All of the entries below are to be copied without any alteration.
== Segment start ==
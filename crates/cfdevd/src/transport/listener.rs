//! Listener implementation for the helper's Unix socket.

use std::fs::{self, Permissions};
use std::io;
use std::os::unix::fs::{FileTypeExt, PermissionsExt};
use std::os::unix::net::{UnixListener, UnixStream};
use std::sync::{
    Arc,
    atomic::{AtomicBool, Ordering},
};
use std::thread::{self, JoinHandle};
use std::time::{Duration, Instant};

use camino::{Utf8Path, Utf8PathBuf};
use tracing::{debug, info, warn};

use super::{ConnectionHandler, ConnectionStream, LISTENER_TARGET, ListenerError};

const ACCEPT_BACKOFF: Duration = Duration::from_millis(25);
const ERROR_BACKOFF: Duration = Duration::from_millis(150);
/// Upper bound on how long shutdown waits for in-flight handlers.
pub(crate) const HANDLER_DRAIN_TIMEOUT: Duration = Duration::from_secs(10);
/// Any local user may connect; authority is the socket path itself.
const SOCKET_MODE: u32 = 0o666;

/// Listener bound to the helper's Unix socket path.
#[derive(Debug)]
pub(crate) struct SocketListener {
    path: Utf8PathBuf,
    listener: UnixListener,
}

impl SocketListener {
    /// Binds the socket, replacing a stale socket file left by a dead
    /// process, and opens its permissions to every local user.
    pub(crate) fn bind(path: &Utf8Path) -> Result<Self, ListenerError> {
        let listener = bind_unix(path)?;
        if let Err(source) = fs::set_permissions(path, Permissions::from_mode(SOCKET_MODE)) {
            cleanup_unix_socket(path);
            return Err(ListenerError::Permissions {
                path: path.to_path_buf(),
                source,
            });
        }
        Ok(Self {
            path: path.to_path_buf(),
            listener,
        })
    }

    pub(crate) fn path(&self) -> &Utf8Path {
        &self.path
    }

    pub(crate) fn start(
        self,
        handler: Arc<dyn ConnectionHandler>,
    ) -> Result<ListenerHandle, ListenerError> {
        let shutdown = Arc::new(AtomicBool::new(false));
        if let Err(source) = self.listener.set_nonblocking(true) {
            cleanup_unix_socket(&self.path);
            return Err(ListenerError::NonBlocking { source });
        }
        let shutdown_flag = Arc::clone(&shutdown);
        let handle = thread::spawn(move || run_accept_loop(&self, &shutdown_flag, &handler));
        Ok(ListenerHandle {
            shutdown,
            handle: Some(handle),
        })
    }
}

/// Handle to the background listener thread.
pub(crate) struct ListenerHandle {
    shutdown: Arc<AtomicBool>,
    handle: Option<JoinHandle<()>>,
}

impl ListenerHandle {
    pub(crate) fn shutdown(&self) {
        self.shutdown.store(true, Ordering::SeqCst);
    }

    /// Waits for the accept loop to exit. The loop removes the socket file
    /// and drains in-flight handlers before it returns.
    pub(crate) fn join(mut self) -> Result<(), ListenerError> {
        if let Some(handle) = self.handle.take() {
            handle.join().map_err(|_| ListenerError::ThreadPanic)
        } else {
            Ok(())
        }
    }
}

impl Drop for ListenerHandle {
    fn drop(&mut self) {
        self.shutdown.store(true, Ordering::SeqCst);
    }
}

fn run_accept_loop(
    listener: &SocketListener,
    shutdown: &AtomicBool,
    handler: &Arc<dyn ConnectionHandler>,
) {
    info!(
        target: LISTENER_TARGET,
        path = %listener.path,
        "socket listener active"
    );
    let mut in_flight: Vec<JoinHandle<()>> = Vec::new();
    let mut last_error = None::<io::ErrorKind>;
    while !shutdown.load(Ordering::SeqCst) {
        match accept_connection(&listener.listener) {
            Ok(Some(stream)) => {
                last_error = None;
                in_flight.retain(|handle| !handle.is_finished());
                let handler = Arc::clone(handler);
                in_flight.push(thread::spawn(move || handler.handle(stream)));
            }
            Ok(None) => thread::sleep(ACCEPT_BACKOFF),
            Err(error) => {
                let kind = error.kind();
                if last_error != Some(kind) {
                    warn!(
                        target: LISTENER_TARGET,
                        error = %error,
                        "socket accept error"
                    );
                }
                last_error = Some(kind);
                thread::sleep(ERROR_BACKOFF);
            }
        }
    }

    cleanup_unix_socket(&listener.path);
    drain_handlers(in_flight, HANDLER_DRAIN_TIMEOUT);
}

fn accept_connection(listener: &UnixListener) -> io::Result<Option<ConnectionStream>> {
    match listener.accept() {
        Ok((stream, _)) => {
            stream.set_nonblocking(false)?;
            Ok(Some(ConnectionStream::new(stream)))
        }
        Err(error) if error.kind() == io::ErrorKind::WouldBlock => Ok(None),
        Err(error) => Err(error),
    }
}

/// Joins finished handlers until none remain or `timeout` elapses.
///
/// Handlers still running at the deadline are detached; they hold their own
/// connection and finish or fail independently of the listener.
fn drain_handlers(mut in_flight: Vec<JoinHandle<()>>, timeout: Duration) {
    let deadline = Instant::now() + timeout;
    loop {
        let (finished, pending): (Vec<_>, Vec<_>) = in_flight
            .into_iter()
            .partition(JoinHandle::is_finished);
        for handle in finished {
            if handle.join().is_err() {
                warn!(target: LISTENER_TARGET, "connection handler panicked");
            }
        }
        if pending.is_empty() {
            debug!(target: LISTENER_TARGET, "in-flight handlers drained");
            return;
        }
        if Instant::now() >= deadline {
            warn!(
                target: LISTENER_TARGET,
                pending = pending.len(),
                "abandoning connection handlers still running at shutdown"
            );
            return;
        }
        in_flight = pending;
        thread::sleep(ACCEPT_BACKOFF);
    }
}

fn bind_unix(path: &Utf8Path) -> Result<UnixListener, ListenerError> {
    if path.exists() {
        remove_stale_socket(path)?;
    }

    UnixListener::bind(path).map_err(|source| ListenerError::Bind {
        path: path.to_path_buf(),
        source,
    })
}

fn remove_stale_socket(path: &Utf8Path) -> Result<(), ListenerError> {
    let metadata = fs::symlink_metadata(path).map_err(|source| ListenerError::Metadata {
        path: path.to_path_buf(),
        source,
    })?;
    if !metadata.file_type().is_socket() {
        return Err(ListenerError::NotSocket {
            path: path.to_path_buf(),
        });
    }

    match UnixStream::connect(path) {
        Ok(_) => Err(ListenerError::InUse {
            path: path.to_path_buf(),
        }),
        Err(error)
            if matches!(
                error.kind(),
                io::ErrorKind::ConnectionRefused | io::ErrorKind::NotFound
            ) =>
        {
            debug!(
                target: LISTENER_TARGET,
                path = %path,
                "removing stale unix socket"
            );
            fs::remove_file(path).map_err(|source| ListenerError::Cleanup {
                path: path.to_path_buf(),
                source,
            })
        }
        Err(source) => Err(ListenerError::Connect {
            path: path.to_path_buf(),
            source,
        }),
    }
}

fn cleanup_unix_socket(path: &Utf8Path) {
    if let Err(error) = fs::remove_file(path)
        && error.kind() != io::ErrorKind::NotFound
    {
        warn!(
            target: LISTENER_TARGET,
            error = %error,
            path = %path,
            "failed to remove unix socket file"
        );
    }
}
== Segment end ==
- **Problem solution**
filename crates/cfdevd/src/transport/listener.rs
//! Listener implementation for the helper's Unix socket.

use std::fs::{self, Permissions};
use std::io;
use std::os::unix::fs::{FileTypeExt, PermissionsExt};
use std::os::unix::net::{UnixListener, UnixStream};
use std::sync::{
    Arc,
    atomic::{AtomicBool, Ordering},
};
use std::thread::{self, JoinHandle};
use std::time::{Duration, Instant};

use camino::{Utf8Path, Utf8PathBuf};
use tracing::{debug, info, warn};

use super::{ConnectionHandler, ConnectionStream, LISTENER_TARGET, ListenerError};

const ACCEPT_BACKOFF: Duration = Duration::from_millis(25);
const ERROR_BACKOFF: Duration = Duration::from_millis(150);
/// Upper bound on how long shutdown waits for in-flight handlers.
pub(crate) const HANDLER_DRAIN_TIMEOUT: Duration = Duration::from_secs(10);
/// Any local user may connect; authority is the socket path itself.
const SOCKET_MODE: u32 = 0o666;

/// Listener bound to the helper's Unix socket path.
#[derive(Debug)]
pub(crate) struct SocketListener {
    path: Utf8PathBuf,
    listener: UnixListener,
}

impl SocketListener {
    /// Binds the socket, replacing a stale socket file left by a dead
    /// process, and opens its permissions to every local user.
    pub(crate) fn bind(path: &Utf8Path) -> Result<Self, ListenerError> {
        let listener = bind_unix(path)?;
        if let Err(source) = fs::set_permissions(path, Permissions::from_mode(SOCKET_MODE)) {
            cleanup_unix_socket(path);
            return Err(ListenerError::Permissions {
                path: path.to_path_buf(),
                source,
            });
        }
        Ok(Self {
            path: path.to_path_buf(),
            listener,
        })
    }

    pub(crate) fn path(&self) -> &Utf8Path {
        &self.path
    }

    pub(crate) fn start(
        self,
        handler: Arc<dyn ConnectionHandler>,
    ) -> Result<ListenerHandle, ListenerError> {
        let shutdown = Arc::new(AtomicBool::new(false));
        if let Err(source) = self.listener.set_nonblocking(true) {
            cleanup_unix_socket(&self.path);
            return Err(ListenerError::NonBlocking { source });
        }
        let shutdown_flag = Arc::clone(&shutdown);
        let handle = thread::spawn(move || run_accept_loop(&self, &shutdown_flag, &handler));
        Ok(ListenerHandle {
            shutdown,
            handle: Some(handle),
        })
    }
}

/// Handle to the background listener thread.
pub(crate) struct ListenerHandle {
    shutdown: Arc<AtomicBool>,
    handle: Option<JoinHandle<()>>,
}

impl ListenerHandle {
    pub(crate) fn shutdown(&self) {
        self.shutdown.store(true, Ordering::SeqCst);
    }

    /// Waits for the accept loop to exit. The loop removes the socket file
    /// and drains in-flight handlers before it returns.
    pub(crate) fn join(mut self) -> Result<(), ListenerError> {
        if let Some(handle) = self.handle.take() {
            handle.join().map_err(|_| ListenerError::ThreadPanic)
        } else {
            Ok(())
        }
    }
}

impl Drop for ListenerHandle {
    fn drop(&mut self) {
        self.shutdown.store(true, Ordering::SeqCst);
    }
}

fn run_accept_loop(
    listener: &SocketListener,
    shutdown: &AtomicBool,
    handler: &Arc<dyn ConnectionHandler>,
) {
    info!(
        target: LISTENER_TARGET,
        path = %listener.path,
        "socket listener active"
    );
    let mut in_flight: Vec<JoinHandle<()>> = Vec::new();
    let mut last_error = None::<io::ErrorKind>;
    while !shutdown.load(Ordering::SeqCst) {
        match accept_connection(&listener.listener) {
            Ok(Some(stream)) => {
                last_error = None;
                in_flight.retain(|handle| !handle.is_finished());
                let handler = Arc::clone(handler);
                in_flight.push(thread::spawn(move || handler.handle(stream)));
            }
            Ok(None) => thread::sleep(ACCEPT_BACKOFF),
            Err(error) => {
                let kind = error.kind();
                if last_error != Some(kind) {
                    warn!(
                        target: LISTENER_TARGET,
                        error = %error,
                        "socket accept error"
                    );
                }
                last_error = Some(kind);
                thread::sleep(ERROR_BACKOFF);
            }
        }
    }

    cleanup_unix_socket(&listener.path);
    drain_handlers(in_flight, HANDLER_DRAIN_TIMEOUT);
}

fn accept_connection(listener: &UnixListener) -> io::Result<Option<ConnectionStream>> {
    match listener.accept() {
        Ok((stream, _)) => {
            stream.set_nonblocking(false)?;
            Ok(Some(ConnectionStream::new(stream)))
        }
        Err(error) if error.kind() == io::ErrorKind::WouldBlock => Ok(None),
        Err(error) => Err(error),
    }
}

/// Joins finished handlers until none remain or `timeout` elapses.
///
/// Handlers still running at the deadline are detached; they hold their own
/// connection and finish or fail independently of the listener.
fn drain_handlers(mut in_flight: Vec<JoinHandle<()>>, timeout: Duration) {
    let deadline = Instant::now() + timeout;
    loop {
        let (finished, pending): (Vec<_>, Vec<_>) = in_flight
            .into_iter()
            .partition(JoinHandle::is_finished);
        for handle in finished {
            if handle.join().is_err() {
                warn!(target: LISTENER_TARGET, "connection handler panicked");
            }
        }
        if pending.is_empty() {
            debug!(target: LISTENER_TARGET, "in-flight handlers drained");
            return;
        }
        if Instant::now() >= deadline {
            warn!(
                target: LISTENER_TARGET,
                pending = pending.len(),
                "abandoning connection handlers still running at shutdown"
            );
            return;
        }
        in_flight = pending;
        thread::sleep(ACCEPT_BACKOFF);
    }
}

fn bind_unix(path: &Utf8Path) -> Result<UnixListener, ListenerError> {
    if path.exists() {
        remove_stale_socket(path)?;
    }

    UnixListener::bind(path).map_err(|source| ListenerError::Bind {
        path: path.to_path_buf(),
        source,
    })
}

fn remove_stale_socket(path: &Utf8Path) -> Result<(), ListenerError> {
    let metadata = fs::symlink_metadata(path).map_err(|source| ListenerError::Metadata {
        path: path.to_path_buf(),
        source,
    })?;
    if !metadata.file_type().is_socket() {
        return Err(ListenerError::NotSocket {
            path: path.to_path_buf(),
        });
    }

    match UnixStream::connect(path) {
        Ok(_) => Err(ListenerError::InUse {
            path: path.to_path_buf(),
        }),
        Err(error)
            if matches!(
                error.kind(),
                io::ErrorKind::ConnectionRefused | io::ErrorKind::NotFound
            ) =>
        {
            debug!(
                target: LISTENER_TARGET,
                path = %path,
                "removing stale unix socket"
            );
            fs::remove_file(path).map_err(|source| ListenerError::Cleanup {
                path: path.to_path_buf(),
                source,
            })
        }
        Err(source) => Err(ListenerError::Connect {
            path: path.to_path_buf(),
            source,
        }),
    }
}

fn cleanup_unix_socket(path: &Utf8Path) {
    if let Err(error) = fs::remove_file(path)
        && error.kind() != io::ErrorKind::NotFound
    {
        warn!(
            target: LISTENER_TARGET,
            error = %error,
            path = %path,
            "failed to remove unix socket file"
        );
    }
}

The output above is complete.